We are excited to announce the arrival of the Georgia Folklore Collection through our partnership with the Walter J. Brown Media Archives and Peabody Awards Collection. The Georgia Folklore Collection includes over one thousand hours of music, interviews, and storytelling.

The Georgia Folklore Collection consists primarily of field recordings made by Art Rosenbaum donated to the University of Georgia Libraries Media Archives in 1987. The collection also contains associated collections of sound and video recordings from around Georgia, including those made between 1955 and 1983 by volunteers from the Georgia Folklore Society.  Some of the artists represented in the collection include the Tanner family, Reverend Howard Finster, the McIntosh County Shouters, Doodle Thrower and the Golden River Grass, Neal Pattman, Joe Rakestraw, Jake Staggers, the Eller brothers, Doc and Lucy Barnes, Nathaniel and Fleeta Mitchell, R. A. Miller, W. Guy Bruce, Precious Bryant, and many more.

Ruta Abolins, the director of the Walter J. Brown Media Archives and Peabody Awards Collection describes the history of the collection: “The field recordings of the Georgia Folklore Collection were gathered by individuals wanting to collect music and the musicians unique to Georgia. In that group were people like Art Rosenbaum, now a retired art professor at the University of Georgia, George Mitchell, a music historian, and others who collected the recordings during the 1950s to 1980s. They were inspired by the work of Alan Lomax and the field recordings he made all over the world.” Abolins notes:  “The collection as a whole is so rich and diverse that anyone with even a passing interest in music or folklife can find something interesting and informative. I just hope that the content is used to educate, entertain, and inspire.”

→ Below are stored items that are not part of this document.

//! Read-only planner views: priorities, status board and weekly load.

use chrono::{DateTime, Utc};
use serde::Serialize;
use smartstudy_core::{Board, Config, TodaySummary};

use super::{load_plan, print_json, CmdResult};

pub fn priority(top: Option<usize>, all: bool, now: DateTime<Utc>) -> CmdResult {
    let config = Config::load_or_default();
    let plan = load_plan()?;
    let priority = config.priority_at(now);
    let ranked = if all {
        plan.ranked(priority)
    } else {
        plan.top_priorities(priority, top.unwrap_or(config.priority.top_n))
    };
    print_json(&ranked)
}

#[derive(Serialize)]
#[serde(rename_all = "camelCase")]
struct BoardView<'a> {
    #[serde(flatten)]
    board: Board<'a>,
    today: TodaySummary,
}

pub fn board() -> CmdResult {
    let plan = load_plan()?;
    let view = BoardView {
        board: plan.board(),
        today: plan.today_summary(),
    };
    print_json(&view)
}

pub fn week(days: Option<u32>) -> CmdResult {
    let config = Config::load_or_default();
    let plan = load_plan()?;
    print_json(&plan.weekly_load(days.unwrap_or(config.ui.week_days)))
}
pub mod config;
pub mod exam;
pub mod focus;
pub mod overview;
pub mod subject;
pub mod task;
pub mod timeline;

use serde::Serialize;
use smartstudy_core::{Database, Event, PlanStore, StudyPlan};

pub type CmdResult = Result<(), Box<dyn std::error::Error>>;

pub fn print_json<T: Serialize + ?Sized>(value: &T) -> CmdResult {
    println!("{}", serde_json::to_string_pretty(value)?);
    Ok(())
}

/// Print an event as JSON, with its human note on stderr.
pub fn print_event(event: &Event) -> CmdResult {
    eprintln!("{}", event.note());
    print_json(event)
}

/// Load the plan, apply `edit` and save the result.
pub fn edit_plan<F>(edit: F) -> CmdResult
where
    F: FnOnce(&mut StudyPlan) -> Result<Event, Box<dyn std::error::Error>>,
{
    let db = Database::open()?;
    let store = PlanStore::new(&db);
    let mut plan = store.load_plan();
    let event = edit(&mut plan)?;
    store.save_plan(&plan)?;
    print_event(&event)
}

/// Load the plan for a read-only view.
pub fn load_plan() -> Result<StudyPlan, Box<dyn std::error::Error>> {
    let db = Database::open()?;
    Ok(PlanStore::new(&db).load_plan())
}
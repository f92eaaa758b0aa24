//! User-controlled ordering of today's timeline.

use serde::{Deserialize, Serialize};

use super::task::Task;

/// Ordered task ids for today's timeline.
///
/// Entries can go stale when tasks are deleted or moved; the scheduler
/// skips those, so the list is never pruned eagerly.
#[derive(Debug, Clone, Default, PartialEq, Eq, Serialize, Deserialize)]
#[serde(transparent)]
pub struct TimelineOrder {
    ids: Vec<String>,
}

impl TimelineOrder {
    pub fn new(ids: Vec<String>) -> Self {
        Self { ids }
    }

    /// Today's tasks in collection order.
    pub fn from_today(tasks: &[Task]) -> Self {
        Self {
            ids: tasks
                .iter()
                .filter(|t| t.is_today())
                .map(|t| t.id.clone())
                .collect(),
        }
    }

    pub fn ids(&self) -> &[String] {
        &self.ids
    }

    pub fn contains(&self, id: &str) -> bool {
        self.ids.iter().any(|i| i == id)
    }

    /// Append an id unless it is already present.
    pub fn push(&mut self, id: impl Into<String>) {
        let id = id.into();
        if !self.contains(&id) {
            self.ids.push(id);
        }
    }

    /// Drop an id. Returns whether it was present.
    pub fn remove(&mut self, id: &str) -> bool {
        let before = self.ids.len();
        self.ids.retain(|i| i != id);
        self.ids.len() != before
    }

    /// Drag-and-drop insert: take `dragged` out and put it where `target` is.
    ///
    /// No-op when the two are equal or `dragged` is not listed. When `target`
    /// is not listed, `dragged` moves to the very end, after the last id
    /// rather than in front of it. Returns whether the order changed.
    pub fn move_before(&mut self, dragged: &str, target: &str) -> bool {
        if dragged == target || !self.contains(dragged) {
            return false;
        }
        let before = self.ids.clone();
        self.ids.retain(|i| i != dragged);
        let index = self
            .ids
            .iter()
            .position(|i| i == target)
            .unwrap_or(self.ids.len());
        self.ids.insert(index, dragged.to_string());
        self.ids != before
    }

    pub fn len(&self) -> usize {
        self.ids.len()
    }

    pub fn is_empty(&self) -> bool {
        self.ids.is_empty()
    }
}

#[cfg(test)]
mod tests {
    use super::*;

    fn order(ids: &[&str]) -> TimelineOrder {
        TimelineOrder::new(ids.iter().map(|s| s.to_string()).collect())
    }

    #[test]
    fn from_today_keeps_only_day_zero() {
        let tasks = vec![
            Task::new("a", "A", "s", 30),
            Task::new("b", "B", "s", 30).with_day_offset(1),
            Task::new("c", "C", "s", 30),
        ];
        assert_eq!(TimelineOrder::from_today(&tasks), order(&["a", "c"]));
    }

    #[test]
    fn move_later_item_before_earlier() {
        let mut o = order(&["a", "b", "c", "d"]);
        assert!(o.move_before("d", "b"));
        assert_eq!(o, order(&["a", "d", "b", "c"]));
    }

    #[test]
    fn move_earlier_item_onto_later() {
        let mut o = order(&["a", "b", "c", "d"]);
        assert!(o.move_before("a", "c"));
        assert_eq!(o, order(&["b", "a", "c", "d"]));
    }

    #[test]
    fn move_is_noop_for_self_or_unknown() {
        let mut o = order(&["a", "b"]);
        assert!(!o.move_before("a", "a"));
        assert!(!o.move_before("zz", "a"));
        assert_eq!(o, order(&["a", "b"]));
    }

    #[test]
    fn move_to_missing_target_goes_last() {
        let mut o = order(&["a", "b", "c"]);
        assert!(o.move_before("a", "gone"));
        assert_eq!(o, order(&["b", "c", "a"]));
    }

    #[test]
    fn push_and_remove() {
        let mut o = order(&["a"]);
        o.push("a");
        o.push("b");
        assert_eq!(o.len(), 2);
        assert!(o.remove("a"));
        assert!(!o.remove("a"));
        assert_eq!(o, order(&["b"]));
    }
}
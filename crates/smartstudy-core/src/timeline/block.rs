//! Daily timeline layout.
//!
//! Packs an ordered list of task ids into back-to-back blocks starting at a
//! fixed minute of the day, with a fixed buffer between blocks. Ids that no
//! longer resolve (deleted, skipped or moved to another day) are dropped.

use serde::{Deserialize, Serialize};
use std::collections::HashMap;

use super::clock::minutes_to_label;
use crate::plan::Task;

/// 08:10 AM.
pub const DEFAULT_START_MINUTE: u32 = 8 * 60 + 10;
pub const DEFAULT_BUFFER_MINUTES: u32 = 10;

/// Resolves task ids to tasks.
pub trait TaskLookup {
    fn find_task(&self, id: &str) -> Option<&Task>;
}

impl TaskLookup for [Task] {
    fn find_task(&self, id: &str) -> Option<&Task> {
        self.iter().find(|t| t.id == id)
    }
}

impl TaskLookup for Vec<Task> {
    fn find_task(&self, id: &str) -> Option<&Task> {
        self.as_slice().find_task(id)
    }
}

impl TaskLookup for HashMap<String, Task> {
    fn find_task(&self, id: &str) -> Option<&Task> {
        self.get(id)
    }
}

/// Timeline layout settings.
#[derive(Debug, Clone, Copy, PartialEq, Eq, Serialize, Deserialize)]
pub struct SchedulerConfig {
    /// Minutes since midnight of the first block.
    pub start_minute: u32,
    /// Idle minutes between consecutive blocks.
    pub buffer_minutes: u32,
}

impl Default for SchedulerConfig {
    fn default() -> Self {
        Self {
            start_minute: DEFAULT_START_MINUTE,
            buffer_minutes: DEFAULT_BUFFER_MINUTES,
        }
    }
}

/// A task placed on the day's timeline.
#[derive(Debug, Clone, Serialize)]
#[serde(rename_all = "camelCase")]
pub struct TimelineBlock<'a> {
    pub id: String,
    pub task: &'a Task,
    pub start_minute: u32,
    pub end_minute: u32,
    pub start: String,
    pub end: String,
}

impl TimelineBlock<'_> {
    pub fn duration_minutes(&self) -> u32 {
        self.end_minute - self.start_minute
    }

    /// `"08:10 AM–09:00 AM"`.
    pub fn range_label(&self) -> String {
        format!("{}–{}", self.start, self.end)
    }
}

/// Lays out a day's tasks in the user's order.
#[derive(Debug, Clone, Default)]
pub struct TimelineScheduler {
    config: SchedulerConfig,
}

impl TimelineScheduler {
    pub fn new() -> Self {
        Self::default()
    }

    pub fn with_config(config: SchedulerConfig) -> Self {
        Self { config }
    }

    pub fn config(&self) -> &SchedulerConfig {
        &self.config
    }

    /// Blocks for every id in `order` that resolves to a task accepted by
    /// `day_filter`, in order.
    pub fn layout<'a, L, F>(&self, order: &[String], lookup: &'a L, day_filter: F) -> Vec<TimelineBlock<'a>>
    where
        L: TaskLookup + ?Sized,
        F: Fn(&Task) -> bool,
    {
        let mut cursor = self.config.start_minute;
        let mut blocks = Vec::new();

        for id in order {
            let Some(task) = lookup.find_task(id).filter(|&t| day_filter(t)) else {
                continue;
            };
            let start_minute = cursor;
            let end_minute = start_minute.saturating_add(task.planned_minutes);
            cursor = end_minute.saturating_add(self.config.buffer_minutes);

            blocks.push(TimelineBlock {
                id: task.id.clone(),
                task,
                start_minute,
                end_minute,
                start: minutes_to_label(start_minute),
                end: minutes_to_label(end_minute),
            });
        }

        tracing::debug!(requested = order.len(), placed = blocks.len(), "laid out timeline");
        blocks
    }

    /// Layout restricted to today's tasks.
    pub fn layout_today<'a, L>(&self, order: &[String], lookup: &'a L) -> Vec<TimelineBlock<'a>>
    where
        L: TaskLookup + ?Sized,
    {
        self.layout(order, lookup, Task::is_today)
    }
}

/// Convenience function: lay out with the default buffer from `start_minute`.
pub fn layout<'a, L, F>(
    order: &[String],
    lookup: &'a L,
    day_filter: F,
    start_minute: u32,
) -> Vec<TimelineBlock<'a>>
where
    L: TaskLookup + ?Sized,
    F: Fn(&Task) -> bool,
{
    TimelineScheduler::with_config(SchedulerConfig {
        start_minute,
        ..Default::default()
    })
    .layout(order, lookup, day_filter)
}

/// Total minutes from the first block's start to the last block's end.
pub fn total_span(blocks: &[TimelineBlock<'_>]) -> u32 {
    match (blocks.first(), blocks.last()) {
        (Some(first), Some(last)) => last.end_minute - first.start_minute,
        _ => 0,
    }
}
use clap::Subcommand;
use smartstudy_core::Config;

use super::{print_json, CmdResult};

#[derive(Subcommand)]
pub enum ConfigAction {
    /// Get a config value
    Get {
        /// Config key (e.g. "timeline.start_minute", "focus.duration_min")
        key: String,
    },
    /// Set a config value
    Set {
        /// Config key
        key: String,
        /// New value
        value: String,
    },
    /// List all config values
    List,
    /// Reset config to defaults
    Reset,
}

pub fn run(action: ConfigAction) -> CmdResult {
    match action {
        ConfigAction::Get { key } => {
            let config = Config::load()?;
            match config.get(&key) {
                Some(value) => println!("{value}"),
                None => return Err(smartstudy_core::ConfigError::UnknownKey(key).into()),
            }
        }
        ConfigAction::Set { key, value } => {
            let mut config = Config::load()?;
            config.set(&key, &value)?;
            tracing::info!(key = %key, value = %value, "config updated");
            println!("ok");
        }
        ConfigAction::List => {
            let config = Config::load()?;
            print_json(&config)?;
        }
        ConfigAction::Reset => {
            let config = Config::default();
            config.save()?;
            println!("config reset to defaults");
        }
    }
    Ok(())
}
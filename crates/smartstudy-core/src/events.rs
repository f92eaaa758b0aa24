use chrono::{DateTime, Utc};
use serde::{Deserialize, Serialize};

use crate::plan::TaskStatus;
use crate::timer::TimerState;

/// Every state change in the planner produces an Event.
/// The CLI prints them; a front end can show [`Event::note`] as a status line.
#[derive(Debug, Clone, Serialize, Deserialize)]
#[serde(tag = "type")]
pub enum Event {
    FocusStarted {
        duration_secs: u64,
        remaining_secs: u64,
        at: DateTime<Utc>,
    },
    FocusPaused {
        remaining_secs: u64,
        at: DateTime<Utc>,
    },
    FocusResumed {
        remaining_secs: u64,
        at: DateTime<Utc>,
    },
    FocusCompleted {
        sessions_completed: u32,
        logged_minutes: u64,
        session_minutes: u64,
        at: DateTime<Utc>,
    },
    FocusReset {
        at: DateTime<Utc>,
    },
    FocusSnapshot {
        state: TimerState,
        remaining_secs: u64,
        total_secs: u64,
        clock: String,
        sessions_completed: u32,
        logged_minutes: u64,
        at: DateTime<Utc>,
    },
    TaskAdded {
        task_id: String,
        at: DateTime<Utc>,
    },
    TaskDeleted {
        task_id: String,
        at: DateTime<Utc>,
    },
    TaskStatusChanged {
        task_id: String,
        from: TaskStatus,
        to: TaskStatus,
        /// Planned minutes credited when the task moved to done.
        logged_minutes: u64,
        at: DateTime<Utc>,
    },
    TaskSkipped {
        task_id: String,
        at: DateTime<Utc>,
    },
    TaskRescheduled {
        task_id: String,
        day_offset: u32,
        at: DateTime<Utc>,
    },
    SubjectAdded {
        subject_id: String,
        at: DateTime<Utc>,
    },
    SubjectDeleted {
        subject_id: String,
        /// Tasks left pointing at the deleted subject.
        orphaned_tasks: usize,
        at: DateTime<Utc>,
    },
    DifficultyChanged {
        subject_id: String,
        weight: u8,
        at: DateTime<Utc>,
    },
    TimelineReordered {
        order: Vec<String>,
        at: DateTime<Utc>,
    },
}

impl Event {
    /// One-line status message for the change.
    pub fn note(&self) -> &'static str {
        match self {
            Self::FocusStarted { .. } => "Focus session started.",
            Self::FocusPaused { .. } => "Focus session paused.",
            Self::FocusResumed { .. } => "Focus session resumed.",
            Self::FocusCompleted { .. } => "Session logged. Tasks re-balanced for recovery time.",
            Self::FocusReset { .. } => "Focus timer reset.",
            Self::FocusSnapshot { .. } => "Focus timer status.",
            Self::TaskAdded { .. } => "New task added. Timeline recalculated.",
            Self::TaskDeleted { .. } => "Task deleted. Plan adjusted.",
            Self::TaskStatusChanged { to: TaskStatus::Done, .. } => {
                "Marked done. Remaining plan re-ordered to keep pace."
            }
            Self::TaskStatusChanged { .. } => "Task status updated. Board refreshed.",
            Self::TaskSkipped { .. } => "Skipped. It stays on the list with lower priority.",
            Self::TaskRescheduled { .. } => "Rescheduled. Timeline reshuffled.",
            Self::SubjectAdded { .. } => "Subject added.",
            Self::SubjectDeleted { .. } => "Subject deleted. Its tasks sink to the bottom.",
            Self::DifficultyChanged { .. } => "Difficulty updated. Priority weights refreshed.",
            Self::TimelineReordered { .. } => "Blocks reordered for today.",
        }
    }
}

#[cfg(test)]
mod tests {
    use super::*;

    #[test]
    fn events_are_tagged_by_type() {
        let event = Event::TaskSkipped {
            task_id: "t1".into(),
            at: Utc::now(),
        };
        let value = serde_json::to_value(&event).unwrap();
        assert_eq!(value["type"], "TaskSkipped");
        assert_eq!(value["task_id"], "t1");
    }

    #[test]
    fn done_has_its_own_note() {
        let done = Event::TaskStatusChanged {
            task_id: "t1".into(),
            from: TaskStatus::Pending,
            to: TaskStatus::Done,
            logged_minutes: 30,
            at: Utc::now(),
        };
        let started = Event::TaskStatusChanged {
            task_id: "t1".into(),
            from: TaskStatus::Pending,
            to: TaskStatus::InProgress,
            logged_minutes: 0,
            at: Utc::now(),
        };
        assert_ne!(done.note(), started.note());
    }
}
use std::time::Duration;

use clap::Subcommand;
use serde::Serialize;
use smartstudy_core::storage::{FocusSessionRecord, FocusStats};
use smartstudy_core::{Config, Database, Event, FocusTimer, PlanStore};

use super::{print_event, print_json, CmdResult};

const FOCUS_TASK_KEY: &str = "smart-study-focus-task";

#[derive(Subcommand)]
pub enum FocusAction {
    /// Start (or resume) a focus session
    Start {
        /// Session length in minutes (applies to an idle timer)
        #[arg(long, value_parser = clap::value_parser!(u64).range(1..=240))]
        minutes: Option<u64>,
        /// Task the session is spent on
        #[arg(long)]
        task: Option<String>,
    },
    /// Pause the running session
    Pause,
    /// Resume a paused session
    Resume,
    /// Advance the timer to now, logging the session if it has ended
    Tick,
    /// Tick once a second until the session ends
    Run,
    /// Abandon the current session
    Reset,
    /// Print the timer state as JSON
    Status,
    /// Completed session statistics
    Stats {
        /// Number of recent sessions to list
        #[arg(long, default_value = "5")]
        recent: usize,
    },
}

#[derive(Serialize)]
#[serde(rename_all = "camelCase")]
struct StatsView {
    #[serde(flatten)]
    stats: FocusStats,
    recent: Vec<FocusSessionRecord>,
}

/// Persist a completed session, attributing it to the focused task if any.
fn record_completion(db: &Database, event: &Event) -> Result<(), Box<dyn std::error::Error>> {
    let Event::FocusCompleted {
        session_minutes, at, ..
    } = event
    else {
        return Ok(());
    };
    let task_id = db.kv_get(FOCUS_TASK_KEY)?;
    db.record_focus_session(*session_minutes, task_id.as_deref(), *at)?;
    db.kv_delete(FOCUS_TASK_KEY)?;
    Ok(())
}

/// Save the timer and report what happened.
fn finish(
    db: &Database,
    timer: &FocusTimer,
    event: Option<Event>,
) -> Result<(), Box<dyn std::error::Error>> {
    PlanStore::new(db).save_focus(timer)?;
    match event {
        Some(event) => {
            record_completion(db, &event)?;
            print_event(&event)
        }
        None => print_json(&timer.snapshot()),
    }
}

pub fn run(action: FocusAction) -> CmdResult {
    let config = Config::load_or_default();
    let db = Database::open()?;
    let mut timer = PlanStore::new(&db).load_focus(config.focus.duration_min);

    // Time spent while no command ran still counts.
    if let Some(done) = timer.tick() {
        record_completion(&db, &done)?;
        eprintln!("{}", done.note());
    }

    match action {
        FocusAction::Start { minutes, task } => {
            if timer.state() == smartstudy_core::TimerState::Idle {
                if let Some(minutes) = minutes {
                    timer.set_duration(minutes);
                }
                match task {
                    Some(task) => db.kv_set(FOCUS_TASK_KEY, &task)?,
                    None => {
                        db.kv_delete(FOCUS_TASK_KEY)?;
                    }
                }
            }
            let event = timer.start();
            finish(&db, &timer, event)
        }
        FocusAction::Pause => {
            let event = timer.pause();
            finish(&db, &timer, event)
        }
        FocusAction::Resume => {
            let event = timer.resume();
            finish(&db, &timer, event)
        }
        FocusAction::Tick | FocusAction::Status => finish(&db, &timer, None),
        FocusAction::Run => {
            if !timer.is_active() {
                let event = timer.start();
                PlanStore::new(&db).save_focus(&timer)?;
                if let Some(event) = &event {
                    eprintln!("{}", event.note());
                }
            }
            loop {
                if let Some(done) = timer.tick() {
                    return finish(&db, &timer, Some(done));
                }
                if !timer.is_active() {
                    return finish(&db, &timer, None);
                }
                PlanStore::new(&db).save_focus(&timer)?;
                eprint!("\r{} ", timer.clock_label());
                std::thread::sleep(Duration::from_secs(1));
            }
        }
        FocusAction::Reset => {
            let event = timer.reset();
            db.kv_delete(FOCUS_TASK_KEY)?;
            finish(&db, &timer, event)
        }
        FocusAction::Stats { recent } => {
            PlanStore::new(&db).save_focus(&timer)?;
            let view = StatsView {
                stats: db.focus_stats_today()?,
                recent: db.recent_focus_sessions(recent)?,
            };
            print_json(&view)
        }
    }
}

Abolins describes the process of making this collection available online:  “We decided what should be digitized and the analog to digital file creation was taken care of by a vendor. We had gathered our basic metadata together and provided that information to the Digital Library of Georgia. The DLG then created the records for the DPLA and now we are represented in a fantastic portal that leads to digital content from all across the United States. It is a win-win-win-win project. Great for the Brown Media Archives, great for the Digital Library of Georgia, great for the Digital Public Library of America, and most importantly a great win for the American people.”